Maschinelles Tempospiel

Albin Lagergren, Linkshänder und schwedischer Nationalspieler (hier beim Miesner-Turnier in Ilsenburg am Ball), ist der einzige Neuzugang des SC Magdeburg. Foto: Sieglitz

In gut einer Woche geht es in der Handball-Bundesliga wieder los. Der SC Magdeburg tanzt auf drei Hochzeiten. Cheftrainer Bennet Wiegert im Interview  mit MAGDEBURG KOMPAKT.

Der Bundesliga-Handball geriet in den zurückliegenden Wochen doch etwas aus der Sichtweite des Publikums. Dafür schoben sich in Magdeburg die Fußballer mit ihrem spektakulären Aufstieg in die zweite Liga umso mehr in den Vordergrund. Nun wollen die Wurfkünstler dieses Bild des dominierenden großen Balls wieder korrigieren, mit dem kleineren Spielgerät nachziehen. Nach einer 90-tägigen Sommerpause starten die Schützlinge von Cheftrainer Bennet Wiegert am 23. August mit einer Auswärtspartie bei der wiederum hoch eingeschätzten MT Melsungen in die neue Spielzeit. MAGDEBURG KOMPAKT sprach mit dem 36-jährigen Coach, der zugleich Geschäftsführer Sport beim SCM ist, über Ziele und Konkurrenten sowie über die  Perspektiven des schnellen Mannschaftssports in Deutschland.

MAGDEBURG KOMPAKT: In den Vorbereitungspartien legte der SCM gleich flott los. War bis zum Wochenende ungeschlagen, fuhr zwei Turniersiege ein. Also alles paletti?
Bennet Wiegert: Ja, man kann sagen, dass ich mit der Vorbereitung alles in allem zufrieden bin. Natürlich ist es auch in der Vorbereitung schön zu gewinnen. Obwohl ich das Ganze, das sage ich deutlich, keineswegs überschätzen  will. All das hat für die Saison noch nicht allzu viel Wert.

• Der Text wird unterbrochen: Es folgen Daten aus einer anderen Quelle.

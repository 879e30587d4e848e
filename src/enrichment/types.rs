use crate::models::Place;
use serde::{Deserialize, Serialize};

/// Search parameters for nearby place lookups
#[derive(Debug, Clone, Serialize, Deserialize)]
pub struct NearbySearchParams {
    /// Search radius around the property (meters)
    pub radius_meters: f64,
    /// Results requested per place type
    pub max_results: u32,
}

impl Default for NearbySearchParams {
    fn default() -> Self {
        Self {
            radius_meters: 5000.0,
            max_results: 10,
        }
    }
}

/// Place types searched for each named category
const CATEGORIES: &[(&str, &[&str])] = &[
    ("Food & Drinks", &["restaurant", "bar", "cafe"]),
    (
        "Nightlife & Entertainment",
        &["casino", "concert_hall", "event_venue", "night_club", "movie_theater"],
    ),
    (
        "Education",
        &[
            "school",
            "university",
            "library",
            "preschool",
            "primary_school",
            "secondary_school",
        ],
    ),
    (
        "Sports",
        &[
            "gym",
            "arena",
            "fitness_center",
            "golf_course",
            "ski_resort",
            "sports_club",
            "sports_complex",
            "stadium",
            "swimming_pool",
        ],
    ),
    ("Shopping", &["supermarket", "shopping_mall"]),
];

/// Place types for a category; unknown names are searched as a single type
pub fn category_types(category: &str) -> Vec<String> {
    CATEGORIES
        .iter()
        .find(|(name, _)| *name == category)
        .map(|(_, types)| types.iter().map(|t| t.to_string()).collect())
        .unwrap_or_else(|| vec![category.to_string()])
}

#[derive(Debug, Clone, Copy, Serialize, Deserialize, PartialEq)]
pub struct LatLng {
    pub latitude: f64,
    pub longitude: f64,
}

#[derive(Debug, Clone, Serialize, PartialEq)]
pub struct Circle {
    pub center: LatLng,
    pub radius: f64,
}

#[derive(Debug, Clone, Serialize, PartialEq)]
pub struct LocationRestriction {
    pub circle: Circle,
}

/// Body of a `places:searchNearby` call
#[derive(Debug, Clone, Serialize, PartialEq)]
#[serde(rename_all = "camelCase")]
pub struct NearbyRequest {
    pub included_types: Vec<String>,
    pub max_result_count: u32,
    pub location_restriction: LocationRestriction,
}

impl NearbyRequest {
    pub fn new(place_type: &str, center: LatLng, params: &NearbySearchParams) -> Self {
        Self {
            included_types: vec![place_type.to_string()],
            max_result_count: params.max_results,
            location_restriction: LocationRestriction {
                circle: Circle {
                    center,
                    radius: params.radius_meters,
                },
            },
        }
    }
}

#[derive(Debug, Clone, Deserialize, PartialEq, Default)]
pub struct LocalizedText {
    #[serde(default)]
    pub text: String,
}

#[derive(Debug, Clone, Deserialize, PartialEq, Default)]
#[serde(rename_all = "camelCase")]
pub struct ApiPlace {
    pub id: String,
    #[serde(default)]
    pub display_name: Option<LocalizedText>,
    #[serde(default)]
    pub formatted_address: Option<String>,
    #[serde(default)]
    pub rating: Option<f64>,
    #[serde(default)]
    pub user_rating_count: Option<u32>,
    #[serde(default)]
    pub types: Vec<String>,
    #[serde(default)]
    pub location: Option<LatLng>,
}

#[derive(Debug, Clone, Deserialize, Default)]
pub struct NearbyResponse {
    #[serde(default)]
    pub places: Option<Vec<ApiPlace>>,
}

/// Body sent to the location description generator
#[derive(Debug, Clone, Serialize)]
#[serde(rename_all = "camelCase")]
pub struct DescriptionRequest {
    pub address: String,
    pub nearby_places: Vec<Place>,
    pub description: String,
    pub language: String,
    pub max_length: u32,
}

#[derive(Debug, Clone, Deserialize)]
pub struct DescriptionResponse {
    #[serde(default)]
    pub description: Option<String>,
}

Nun fiel auf, dass bei der diesjährigen Sachsen-Anhalt-Tour, die den Verein quer durch das Bundesland direkt zu seinen Fans vor Ort führte, stärkere Gegner als in den Vorjahren warteten. Dazu gehörten Erstligisten aus Skandinavien ebenso wie Bundesligisten und die japanische Nationalmannschaft.
Das war mein ausdrücklicher Wunsch. Es kann doch keinem gefallen – dem Zuschauer nicht, dem Gegner nicht, und uns auch nicht –, wenn eine Mannschaft, wie es in den Vorjahren zuweilen der Fall war, meilenweit überlegen ist. Wenn am Ende ein Endergebnis von 83:8 steht, da hat niemand Spaß dran. Es war mir wichtig, diese Spiele der Sommertournee als eine Form des Trainings anzusehen, eines intensiven wohlgemerkt. Man könnte auch sagen: Hohe Spielintensität ersetzte zuweilen eine hohe Trainingsintensität.

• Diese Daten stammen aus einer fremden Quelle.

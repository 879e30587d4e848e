use crate::models::ImageKind;
use crate::sync::types::{ImageFlag, ImagePatch, ImageRow, PropertyRow, UploadFile};
use anyhow::Result;
use async_trait::async_trait;
use serde_json::Value;

/// Backing datastore holding property rows and their image rows
#[async_trait]
pub trait PropertyStore: Send + Sync {
    async fn fetch_property(&self, id: &str) -> Result<Option<PropertyRow>>;

    /// Insert a new property and return its generated id
    async fn insert_property(&self, row: &PropertyRow) -> Result<String>;

    async fn update_property(&self, id: &str, row: &PropertyRow) -> Result<()>;

    /// Write a single column of one property
    async fn update_property_column(&self, id: &str, column: &str, value: Value) -> Result<()>;

    /// Image rows of a property ordered by `sort_order`, optionally of one kind
    async fn list_images(&self, property_id: &str, kind: Option<ImageKind>) -> Result<Vec<ImageRow>>;

    /// Insert an image row and return the id the store holds for it
    async fn insert_image(&self, row: &ImageRow) -> Result<String>;

    async fn delete_image(&self, property_id: &str, image_id: &str) -> Result<()>;

    /// Clear main and featured flags on every image of the property
    async fn reset_image_flags(&self, property_id: &str) -> Result<()>;

    async fn set_image_flag(&self, property_id: &str, url: &str, flag: ImageFlag) -> Result<()>;

    async fn update_image(&self, property_id: &str, image_id: &str, patch: &ImagePatch) -> Result<()>;
}

/// File storage returning one public URL per uploaded file
#[async_trait]
pub trait MediaUploader: Send + Sync {
    async fn upload(
        &self,
        property_id: Option<&str>,
        kind: ImageKind,
        files: Vec<UploadFile>,
    ) -> Result<Vec<String>>;
}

Von allen 18 Teams meldet der SCM für die neue Saison die wenigsten Wechsel. Nur Nemanja Zelenovic (nach Göppingen) ging, für ihn kam im rechten Rückraum der schwedische Nationalspieler Albin Lagergren. Sie gehen also ziemlich eingespielt in die Saison. Ein Vorteil gegenüber der Konkurrenz?
Das könnte man so sehen. Die Laufwege sind allen bekannt, es gibt nur wenig umzustellen. Wichtig wird  es sein, unseren schwedischen Neuzugang Albin Lagergren so schnell es geht in unser System zu integrieren. Ich hoffe also darauf, dass unser Eingespieltsein ein Vorteil wird. Denn Kontinuität ist generell gut.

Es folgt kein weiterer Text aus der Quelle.